Look below. Copy each line that has "types" in it.
───── Material for this exercise
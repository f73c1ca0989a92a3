pub mod commands;
pub mod errors;
pub mod helpers;
pub mod suggestions;
pub mod transfer;
pub mod types;
pub mod views;

use crate::core::settings::Settings;
use crate::persistence::{Persistence, Snapshot};
use helpers::{default_lists, find_list};
use std::sync::{PoisonError, RwLock, RwLockReadGuard, RwLockWriteGuard};
use types::{List, ListMap};

/// In-memory list state plus the persistence handle it writes through.
///
/// Invariants: `lists` is never empty and `active_list_id` always names one of
/// its keys. Every operation in [`commands`] preserves both.
#[derive(Debug)]
pub struct ListStore {
    lists: ListMap,
    active_list_id: String,
    settings: Settings,
    persistence: Persistence,
}

impl ListStore {
    /// Build the store from whatever `persistence` has stored.
    pub fn load(persistence: Persistence) -> Self {
        let snapshot = persistence.load();
        Self::from_snapshot(snapshot, persistence)
    }

    /// Build the store from an explicit snapshot, repairing broken invariants.
    pub fn from_snapshot(snapshot: Snapshot, persistence: Persistence) -> Self {
        let Snapshot {
            mut lists,
            mut active_list_id,
            settings,
        } = snapshot;

        if lists.is_empty() {
            tracing::warn!(target: "lists", "Stored lists were empty, starting with the default list");
            lists = default_lists();
        }

        if find_list(&lists, &active_list_id).is_none() {
            let fallback = first_key(&lists);
            tracing::warn!(
                target: "lists",
                missing = %active_list_id,
                fallback = %fallback,
                "Active list not found, falling back to first list"
            );
            active_list_id = fallback;
        }

        Self {
            lists,
            active_list_id,
            settings,
            persistence,
        }
    }

    /// A store that starts from defaults and keeps nothing on disk.
    pub fn in_memory() -> Self {
        Self::from_snapshot(Snapshot::default(), Persistence::in_memory())
    }

    pub fn lists(&self) -> &ListMap {
        &self.lists
    }

    pub fn list(&self, id: &str) -> Option<&List> {
        find_list(&self.lists, id)
    }

    pub fn active_list_id(&self) -> &str {
        &self.active_list_id
    }

    pub fn active_list(&self) -> &List {
        // Invariant: never empty, and the active id always resolves.
        self.list(&self.active_list_id)
            .or_else(|| self.lists.first())
            .unwrap_or_else(|| unreachable!("list store is never empty"))
    }

    pub fn settings(&self) -> &Settings {
        &self.settings
    }

    /// Block until all pending writes have been stored.
    pub fn flush(&self) {
        self.persistence.flush();
    }
}

/// First key in insertion order; the fallback whenever the active list is lost.
fn first_key(lists: &ListMap) -> String {
    lists
        .first()
        .map(|list| list.id.clone())
        .unwrap_or_default()
}

/// Thread-safe handle for sharing one store with a UI layer.
#[derive(Debug)]
pub struct SharedListStore(pub RwLock<ListStore>);

impl SharedListStore {
    pub fn new(store: ListStore) -> Self {
        Self(RwLock::new(store))
    }

    pub fn read(&self) -> RwLockReadGuard<'_, ListStore> {
        self.0.read().unwrap_or_else(PoisonError::into_inner)
    }

    pub fn write(&self) -> RwLockWriteGuard<'_, ListStore> {
        self.0.write().unwrap_or_else(PoisonError::into_inner)
    }
}

/// Load the list store from the given persistence backend.
pub fn init_list_store(persistence: Persistence) -> SharedListStore {
    let store = ListStore::load(persistence);
    tracing::info!(
        target: "lists",
        "List store initialized: {} lists, active {}",
        store.lists().len(),
        store.active_list_id()
    );
    SharedListStore::new(store)
}

#[cfg(test)]
mod tests {
    use super::*;
    use crate::lists::helpers::DEFAULT_LIST_ID;

    #[test]
    fn test_in_memory_store_starts_with_default_list() {
        let store = ListStore::in_memory();
        assert_eq!(store.lists().len(), 1);
        assert_eq!(store.active_list_id(), DEFAULT_LIST_ID);
        assert_eq!(store.active_list().name, "My Shopping List");
        assert!(store.active_list().items.is_empty());
    }

    #[test]
    fn test_from_snapshot_repairs_empty_lists() {
        let snapshot = Snapshot {
            lists: ListMap::new(),
            active_list_id: "gone".to_string(),
            settings: Settings::default(),
        };
        let store = ListStore::from_snapshot(snapshot, Persistence::in_memory());

        assert_eq!(store.lists().len(), 1);
        assert_eq!(store.active_list_id(), DEFAULT_LIST_ID);
    }

    #[test]
    fn test_from_snapshot_repairs_dangling_active_id() {
        let lists: ListMap = [
            List {
                id: "first".to_string(),
                name: "First".to_string(),
                items: Vec::new(),
                created_at: 0,
            },
            List {
                id: "second".to_string(),
                name: "Second".to_string(),
                items: Vec::new(),
                created_at: 0,
            },
        ]
        .into_iter()
        .collect();

        let snapshot = Snapshot {
            lists,
            active_list_id: "missing".to_string(),
            settings: Settings::default(),
        };
        let store = ListStore::from_snapshot(snapshot, Persistence::in_memory());

        assert_eq!(store.active_list_id(), "first");
    }

    #[test]
    fn test_shared_store_read_write() {
        let shared = SharedListStore::new(ListStore::in_memory());
        {
            let mut store = shared.write();
            store.create_list("Party").unwrap();
        }
        assert_eq!(shared.read().lists().len(), 2);
    }
}
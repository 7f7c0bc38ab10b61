use std::path::PathBuf;

use anyhow::{Context, Result};
use clap::Parser;
use status_pages::cli::generate_status;
use status_pages::config::StatusConfig;
use status_pages::util::env as env_util;

#[derive(Parser, Debug)]
#[command(
    name = "generate_status",
    version,
    about = "Generate status page JSON straight from the platform database"
)]
struct Cli {
    /// Directory for status_<days>.json (defaults to STATUS_OUTPUT_DIR or ./data)
    #[arg(long)]
    output_dir: Option<PathBuf>,
    /// Only generate these windows (1, 7, 30, 90); repeatable
    #[arg(long = "window", value_name = "DAYS")]
    windows: Vec<u32>,
}

#[tokio::main(flavor = "current_thread")]
async fn main() -> Result<()> {
    let cli = Cli::parse();

    env_util::init_env();
    status_pages::tracing::init_tracing("info,sqlx=warn")?;

    let cfg = StatusConfig::from_env(cli.output_dir, &cli.windows)
        .context("invalid status generator configuration")?;
    generate_status::run(cfg).await
}
use super::model::{OverallStatus, ServiceStatus, ServiceSummary};

pub fn determine_status(uptime: f64) -> ServiceStatus {
    if uptime >= 95.0 {
        ServiceStatus::Operational
    } else if uptime >= 80.0 {
        ServiceStatus::Degraded
    } else if uptime >= 50.0 {
        ServiceStatus::PartialOutage
    } else {
        ServiceStatus::MajorOutage
    }
}

/// First matching tier wins; "widespread" means at least max(2, 20% of services).
pub fn compute_overall(statuses: &[ServiceStatus]) -> OverallStatus {
    let total = statuses.len();
    if total == 0 {
        return OverallStatus::NoData;
    }
    let count = |wanted: ServiceStatus| statuses.iter().filter(|s| **s == wanted).count();
    let major = count(ServiceStatus::MajorOutage);
    let partial = count(ServiceStatus::PartialOutage);
    let degraded = count(ServiceStatus::Degraded);

    let widespread = f64::max(2.0, total as f64 * 0.2);
    if major as f64 >= widespread {
        OverallStatus::MajorSystemOutage
    } else if major >= 1 || partial as f64 >= widespread {
        OverallStatus::PartialSystemOutage
    } else if partial >= 1 || degraded >= 1 {
        OverallStatus::MinorServiceDisruption
    } else {
        OverallStatus::AllSystemsOperational
    }
}

pub fn overall_for(services: &[ServiceSummary]) -> OverallStatus {
    let statuses: Vec<ServiceStatus> = services.iter().map(|s| s.current_status).collect();
    compute_overall(&statuses)
}
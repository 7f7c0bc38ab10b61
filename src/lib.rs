pub mod cli {
    pub mod generate_status;
}
pub mod config;
pub mod status;
pub mod tracing;

pub mod util {
    pub mod db;
    pub mod env;
}
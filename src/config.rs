use std::fmt;
use std::path::PathBuf;
use std::time::Duration;

use anyhow::{bail, Result};

use crate::util::env as env_util;

pub const DEFAULT_DATABASE: &str = "acedatacloud_platform";
pub const DEFAULT_PORT: u16 = 5432;
pub const DEFAULT_OUTPUT_DIR: &str = "data";

/// Aliases that never appear on the public status page (internal or retired services).
pub const EXCLUDED_ALIASES: &[&str] = &[
    "hcaptcha",
    "recaptcha",
    "face_change",
    "identity",
    "adsl_http_proxy",
    "shorturl",
    "localization",
    "image2text",
    "chatdoc",
    "tw",
    "producer",
    "drawai",
    "fish",
    "qrart",
    "riffusion",
];

pub fn is_excluded_alias(alias: &str) -> bool {
    EXCLUDED_ALIASES.contains(&alias)
}

/// Postgres connection parameters. `Debug` redacts the password.
#[derive(Clone)]
pub struct PgSettings {
    pub host: String,
    pub port: u16,
    pub user: String,
    pub password: String,
    pub database: String,
    pub connect_timeout: Duration,
    pub statement_timeout: Duration,
}

impl fmt::Debug for PgSettings {
    fn fmt(&self, f: &mut fmt::Formatter<'_>) -> fmt::Result {
        f.debug_struct("PgSettings")
            .field("host", &self.host)
            .field("port", &self.port)
            .field("user", &self.user)
            .field("password", &"<redacted>")
            .field("database", &self.database)
            .field("connect_timeout", &self.connect_timeout)
            .field("statement_timeout", &self.statement_timeout)
            .finish()
    }
}

impl PgSettings {
    /// Reads PGSQL_HOST / PGSQL_PORT / PGSQL_USER / PGSQL_PASSWORD / PGSQL_DATABASE.
    pub fn from_env() -> Result<Self> {
        Ok(Self {
            host: env_util::env_req("PGSQL_HOST")?,
            port: env_util::env_parse("PGSQL_PORT", DEFAULT_PORT)?,
            user: env_util::env_req("PGSQL_USER")?,
            password: env_util::env_req("PGSQL_PASSWORD")?,
            database: env_util::env_or("PGSQL_DATABASE", DEFAULT_DATABASE),
            connect_timeout: Duration::from_secs(30),
            statement_timeout: Duration::from_secs(120),
        })
    }
}

/// How a window's report is produced.
#[derive(Debug, Clone, Copy, PartialEq, Eq)]
pub enum WindowSource {
    /// Raw usage rows grouped into fixed-width slots.
    Bucketed { bucket_minutes: u32, slots: u32 },
    /// Rows from the pre-aggregated daily uptime table.
    Daily,
}

#[derive(Debug, Clone, Copy, PartialEq, Eq)]
pub struct WindowSpec {
    pub days: u32,
    pub granularity: &'static str,
    pub min_requests: i64,
    pub source: WindowSource,
}

impl WindowSpec {
    pub fn file_name(&self) -> String {
        format!("status_{}.json", self.days)
    }
}

pub const WINDOWS: [WindowSpec; 4] = [
    WindowSpec {
        days: 1,
        granularity: "quarter",
        min_requests: 3,
        source: WindowSource::Bucketed { bucket_minutes: 15, slots: 96 },
    },
    WindowSpec {
        days: 7,
        granularity: "2hour",
        min_requests: 16,
        source: WindowSource::Bucketed { bucket_minutes: 120, slots: 84 },
    },
    WindowSpec {
        days: 30,
        granularity: "8hour",
        min_requests: 70,
        source: WindowSource::Bucketed { bucket_minutes: 480, slots: 90 },
    },
    WindowSpec {
        days: 90,
        granularity: "daily",
        min_requests: 200,
        source: WindowSource::Daily,
    },
];

/// Picks the requested windows in canonical order; an empty request selects all.
pub fn select_windows(requested: &[u32]) -> Result<Vec<WindowSpec>> {
    for days in requested {
        if !WINDOWS.iter().any(|w| w.days == *days) {
            bail!("unsupported window {days}; expected one of 1, 7, 30, 90");
        }
    }
    Ok(WINDOWS
        .iter()
        .filter(|w| requested.is_empty() || requested.contains(&w.days))
        .copied()
        .collect())
}

#[derive(Debug, Clone)]
pub struct StatusConfig {
    pub db: PgSettings,
    pub output_dir: PathBuf,
    pub windows: Vec<WindowSpec>,
}

impl StatusConfig {
    /// Resolves everything up front so configuration errors surface before any connection.
    pub fn from_env(output_dir: Option<PathBuf>, requested_windows: &[u32]) -> Result<Self> {
        let windows = select_windows(requested_windows)?;
        let output_dir = output_dir
            .or_else(|| env_util::env_opt("STATUS_OUTPUT_DIR").map(PathBuf::from))
            .unwrap_or_else(|| PathBuf::from(DEFAULT_OUTPUT_DIR));
        Ok(Self {
            db: PgSettings::from_env()?,
            output_dir,
            windows,
        })
    }
}
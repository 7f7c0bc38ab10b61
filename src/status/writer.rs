use std::fs;
use std::path::{Path, PathBuf};

use anyhow::{Context, Result};
use serde::Serialize;

/// Writes `value` as compact JSON, replacing any previous file. Returns the path and byte size.
pub fn write_compact<T: Serialize>(dir: &Path, file_name: &str, value: &T) -> Result<(PathBuf, u64)> {
    fs::create_dir_all(dir).with_context(|| format!("create output dir {}", dir.display()))?;
    let path = dir.join(file_name);
    let body = serde_json::to_vec(value).with_context(|| format!("serialize {file_name}"))?;
    fs::write(&path, &body).with_context(|| format!("write {}", path.display()))?;
    Ok((path, body.len() as u64))
}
──────────
Task result ->
pub mod types;
use types::{List, ListMap};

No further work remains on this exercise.